ブランドには2つの構成因子があります。ブランドを因数分解すると、機能的価値を表す「知覚品質」と情緒的価値を表す「感覚品質」に分けられます。冒頭の肩書きばかりの自己紹介は、まさしく知覚品質をオンパレードしたもの。これに、居住地とか、家族構成とか、年収とか、出身大学とか、資格とか入れたら、聞いている方が赤面してしまうくらいに完璧な知覚品質の出来上がりです。
さて、自己紹介と同様、商品やサービスといったブランドの価値を伝えるときについても、一辺倒な紹介で済ませていないでしょうか。
健康や医療、美容といったヘルスケアの商材の場合、その機能的価値「知覚品質」を構成するものに、1. 有効性、2. 安全性、3. 簡便性、4. 経済性、等があげられます。もう一方の情緒的価値「感覚品質」を構成するものは、どの商材にも共通して、1. 共感性、2. 安心感、3. 事前期待値、4. 事後満足度、等があります。読者の皆さんは、すでにお気づきになったかもしれませんが、私たちはヘルスケアの商材の「価値」を伝えようとするとき、おおよそ機能的価値だけで差別化を図ろうとしています。
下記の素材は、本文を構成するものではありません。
use chrono::{NaiveDate, NaiveTime};
use serde::{Deserialize, Serialize};
use ts_rs::TS;

crate::define_string_enum! {
    // 课次状态
    SessionStatus("session.ts") {
        Scheduled => "scheduled",
        Completed => "completed",
        Cancelled => "cancelled",
    }
}

// 一次具体的上课
#[derive(Debug, Clone, Serialize, Deserialize, TS)]
#[ts(export, export_to = "session.ts")]
pub struct ClassSession {
    pub id: i64,
    pub class_id: i64,
    pub schedule_id: Option<i64>,
    pub session_date: NaiveDate,
    pub start_time: NaiveTime,
    pub end_time: NaiveTime,
    pub topic: Option<String>,
    pub status: SessionStatus,
    pub created_at: chrono::DateTime<chrono::Utc>,
    pub updated_at: chrono::DateTime<chrono::Utc>,
}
つまり、あの恥ずかしい自己紹介と全く変わらないことをしているということです。たとえば、「有効性については、ウチの会社の商品Aの方があの会社の商品Bに比べて1.5%高いという結果が得られています。すごいでしょ!」とか、「経済性について、ウチの商品Aをご利用いただいた場合、あの会社の商品Cに比べて年間500円お安くなります。お得でしょ!」とか。どこかの製薬会社がやってしまったように、優位になるデータだけを抽出して、それらを統計学的に操作し、医薬品のプロモーションに用いていた…なんていう事件は、その典型的な例です。
でも気づいてください。価値を伝えるもう一つの要素に、生活者ニーズから発想した情緒的価値があることを。